Somewhere between Los Angeles, California and Berlin Germany...
Tuesday, October 4, 2022
(6:00 pm)
********************"That Arizona sky burnin' in your eyes...You look at me and, babe, I wanna catch on fire...It's buried in my soul like California gold...You found the light in me that I couldn't find...So when I'm all choked up but I can't find the words...Every time we say goodbye, baby, it hurts...When the sun goes down and the band won't play...I'll always remember us this way..."
Stevie had played the soundtrack to A Star Is Born by Lady Gaga and Bradley Cooper on repeat for weeks after she and Karen had gone to see the movie in the theater. They'd gone to see it on a rainy Sunday afternoon in October 2018, and while Karen had enjoyed the movie quietly with a tub of popcorn and a box of Sno-Caps, Stevie had gotten the nachos and watched her actual tears falling onto the chips and into the phony yellow cheese. So much of the relationship between Lady Gaga's character and Bradley Cooper's had reminded her of Lindsey and herself - with a gender reversal because in the movie, it was the man's addiction that had gotten in the way - but that had been nothing compared to the songs. "Shallow" had made her cry, "I'll Never Love Again" had made her cry...but "Always Remember Us This Way" had been the one that had really gotten to her. She'd watched enough of the E! channel to know that Lady Gaga and Bradley Cooper had worked hard on the songs, and she somehow felt as though they had broken into her house in the middle of the night and stolen her journals from 1968 to the present.
Stevie sat in her first-class seat with the map on the screen in front of her telling her she was somewhere above the North Atlantic. There was an elderly woman seated beside her who had a tiny white poodle with her on her lap, and Stevie had spent some time petting the dog, whose name was Samantha, and telling the woman how much the dog reminded her of Ginny, her first dog, the little white poodle that had slept in between her and Lindsey for years.

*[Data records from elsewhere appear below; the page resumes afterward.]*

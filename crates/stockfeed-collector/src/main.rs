//! Stockfeed collector CLI.

use clap::{Parser, Subcommand};
use serde::Serialize;
use stockfeed_core::calendar::parse_yyyymmdd;
use stockfeed_core::logging::{init_logging, LogConfig, LogFormat};
use stockfeed_collector::modules::{KrxBatchOptions, NewsResumeOptions};
use stockfeed_collector::service::{KrxService, NewsService, ProgressService, ProgressTarget};
use stockfeed_collector::{CollectorConfig, CollectorState};

#[derive(Parser)]
#[command(name = "stockfeed-collector")]
#[command(about = "Resumable KRX / news batch collector", long_about = None)]
#[command(version)]
struct Cli {
    #[command(subcommand)]
    command: Commands,

    /// 로그 레벨 (trace, debug, info, warn, error). 없으면 RUST_LOG
    #[arg(long)]
    log_level: Option<String>,

    /// 로그 형식 (pretty, json, compact). 없으면 LOG_FORMAT
    #[arg(long)]
    log_format: Option<LogFormat>,
}

#[derive(Subcommand)]
enum Commands {
    /// KRX 배치 수집 (워터마크 다음 날짜부터)
    KrxBatch {
        /// 이번 실행에서 처리할 최대 날짜 수
        #[arg(long)]
        max_dates: Option<usize>,
        /// 마지막 기준일 (YYYYMMDD, 기본값: 어제)
        #[arg(long)]
        end_date: Option<String>,
        /// 진행 상태를 지우고 처음부터
        #[arg(long)]
        reset: bool,
    },

    /// KRX 날짜 하나 수집
    KrxDate {
        /// 기준일 (YYYYMMDD)
        date: String,
        /// API ID (쉼표로 구분, 예: "kospi_daily,kospi_basic")
        #[arg(long)]
        api_ids: Option<String>,
    },

    /// KRX 원본 데이터 조회 (저장하지 않음)
    KrxFetch {
        api_id: String,
        #[arg(long)]
        date: Option<String>,
    },

    /// KRX API 목록
    KrxEndpoints,

    /// 뉴스 키워드 이어서 수집
    NewsResume {
        /// 소스 (쉼표로 구분, 기본값: "daum,naver")
        #[arg(long)]
        sources: Option<String>,
        #[arg(long)]
        workers: Option<usize>,
        #[arg(long)]
        reset: bool,
        /// 키워드당 최대 페이지 (0이면 소스 한계까지)
        #[arg(long, default_value_t = 0)]
        max_pages: u32,
        /// 키워드 목록 앞에서부터 이만큼만 (0이면 전체)
        #[arg(long, default_value_t = 0)]
        keywords_limit: usize,
        #[arg(long)]
        checkpoint_every: Option<usize>,
    },

    /// 뉴스 즉석 검색 (저장하지 않음)
    NewsSearch {
        query: String,
        #[arg(long, default_value = "naver")]
        source: String,
        #[arg(long, default_value_t = 100)]
        max_results: usize,
    },

    /// 저장된 뉴스 조회
    NewsList {
        #[arg(long, default_value_t = 1)]
        page: usize,
        #[arg(long, default_value_t = 50)]
        limit: usize,
        /// 제목/본문 검색어
        #[arg(long)]
        q: Option<String>,
    },

    /// 진행 상태 조회 (krx, naver, daum, all)
    Progress {
        #[arg(default_value = "all")]
        target: String,
    },

    /// 진행 상태 초기화 (krx, naver, daum, all)
    Reset { target: String },

    /// 데몬 모드: 주기적으로 뉴스 + KRX 수집
    Daemon,
}

fn split_list(raw: Option<String>) -> Vec<String> {
    raw.map(|s| {
        s.split(',')
            .map(|part| part.trim().to_string())
            .filter(|part| !part.is_empty())
            .collect()
    })
    .unwrap_or_default()
}

fn parse_targets(raw: &str) -> anyhow::Result<Vec<ProgressTarget>> {
    if raw.trim().eq_ignore_ascii_case("all") {
        return Ok(ProgressTarget::ALL.to_vec());
    }
    Ok(vec![raw.parse()?])
}

fn print_json<T: Serialize>(value: &T) -> anyhow::Result<()> {
    println!("{}", serde_json::to_string_pretty(value)?);
    Ok(())
}

async fn run_daemon(state: &CollectorState) {
    let config = &state.config;
    tracing::info!(
        "=== 데몬 모드 시작 (주기: {}분) ===",
        config.daemon.interval_minutes
    );

    let mut interval = tokio::time::interval(config.daemon.interval());
    interval.set_missed_tick_behavior(tokio::time::MissedTickBehavior::Skip);

    loop {
        tokio::select! {
            _ = tokio::signal::ctrl_c() => {
                tracing::info!("종료 신호 수신, 데몬 종료 중...");
                break;
            }
            _ = interval.tick() => {
                tracing::info!("=== 워크플로우 실행 시작 ===");

                // 1. 뉴스 키워드 수집
                let sources: Vec<String> = state
                    .configured_news_sources()
                    .iter()
                    .map(|s| s.to_string())
                    .collect();
                if sources.is_empty() {
                    tracing::warn!("뉴스 자격증명 없음, 뉴스 수집 건너뜀");
                } else {
                    let opts = NewsResumeOptions::from_config(&config.news);
                    match NewsService::new(state).crawl_api_resume(&sources, opts).await {
                        Ok(result) => tracing::info!(added = result.added, "뉴스 수집: {}", result.message),
                        Err(e) => tracing::error!("뉴스 수집 실패: {}", e),
                    }
                }

                // 2. KRX 배치
                if state.has_krx() {
                    match KrxService::new(state).run_batch(KrxBatchOptions::default()).await {
                        Ok(summary) => tracing::info!("KRX 배치: {}", summary.message),
                        Err(e) => tracing::error!("KRX 배치 실패: {}", e),
                    }
                } else {
                    tracing::warn!("KRX 인증키 없음, KRX 배치 건너뜀");
                }

                tracing::info!(
                    "=== 워크플로우 완료, 다음 실행: {}분 후 ===",
                    config.daemon.interval_minutes
                );
            }
        }
    }
}

#[tokio::main]
async fn main() -> anyhow::Result<()> {
    let cli = Cli::parse();

    let mut log_config = LogConfig::from_env();
    if let Some(level) = &cli.log_level {
        log_config = log_config.with_level(level.as_str());
    }
    if let Some(format) = cli.log_format {
        log_config = log_config.with_format(format);
    }
    init_logging(log_config).map_err(|e| anyhow::anyhow!("로깅 초기화 실패: {}", e))?;

    let config = CollectorConfig::from_env()?;
    tracing::debug!(data_dir = %config.data_dir.display(), "설정 로드 완료");

    let state = CollectorState::from_config(config)?;

    match cli.command {
        Commands::KrxBatch {
            max_dates,
            end_date,
            reset,
        } => {
            let end_date = end_date.as_deref().map(parse_yyyymmdd).transpose()?;
            let summary = KrxService::new(&state)
                .run_batch(KrxBatchOptions {
                    max_dates,
                    end_date,
                    reset,
                })
                .await?;
            print_json(&summary)?;
        }
        Commands::KrxDate { date, api_ids } => {
            let result = KrxService::new(&state)
                .collect_date(&date, &split_list(api_ids))
                .await?;
            print_json(&result)?;
        }
        Commands::KrxFetch { api_id, date } => {
            let result = KrxService::new(&state)
                .fetch_data(&api_id, date.as_deref())
                .await?;
            print_json(&result)?;
        }
        Commands::KrxEndpoints => {
            print_json(&KrxService::new(&state).endpoints())?;
        }
        Commands::NewsResume {
            sources,
            workers,
            reset,
            max_pages,
            keywords_limit,
            checkpoint_every,
        } => {
            let mut opts = NewsResumeOptions::from_config(&state.config.news);
            opts.reset = reset;
            opts.max_pages = max_pages;
            opts.keywords_limit = keywords_limit;
            if let Some(workers) = workers {
                opts.workers = workers.max(1);
            }
            if let Some(every) = checkpoint_every {
                opts.checkpoint_every = every.max(1);
            }

            let result = NewsService::new(&state)
                .crawl_api_resume(&split_list(sources), opts)
                .await?;
            print_json(&result)?;
        }
        Commands::NewsSearch {
            query,
            source,
            max_results,
        } => {
            let result = NewsService::new(&state)
                .search_news(&query, &source, max_results)
                .await?;
            print_json(&result)?;
        }
        Commands::NewsList { page, limit, q } => {
            let page = NewsService::new(&state)
                .read_saved_news_paginated(page, limit, q.as_deref())
                .await?;
            print_json(&page)?;
        }
        Commands::Progress { target } => {
            let service = ProgressService::new(&state);
            let mut snapshots = Vec::new();
            for target in parse_targets(&target)? {
                snapshots.push(service.inspect(target).await);
            }
            print_json(&snapshots)?;
        }
        Commands::Reset { target } => {
            let service = ProgressService::new(&state);
            let mut removed = Vec::new();
            for target in parse_targets(&target)? {
                if service.reset(target).await? {
                    removed.push(target.to_string());
                }
            }
            print_json(&serde_json::json!({ "reset": removed }))?;
        }
        Commands::Daemon => run_daemon(&state).await,
    }

    tracing::info!("Stockfeed collector 종료");
    Ok(())
}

Now she was listening to music on her phone. She had finally accepted and iPhone as a gift from Dave Stewart some years ago, but she had never connected it to a cellular service provider. She used it as a camera, and Karen had added thousands of songs into iTunes for her over a series of afternoons until everything she liked was at her fingertips. The lyrics to "Always Remember Us This Way" made her think of the summer of 1997, sitting in Christopher and Lori's backyard and smoking a joint, listening to Steely Dan and reclining against Lindsey in a lawn chair, perfectly content in Arizona surrounded by family and by the man she loved.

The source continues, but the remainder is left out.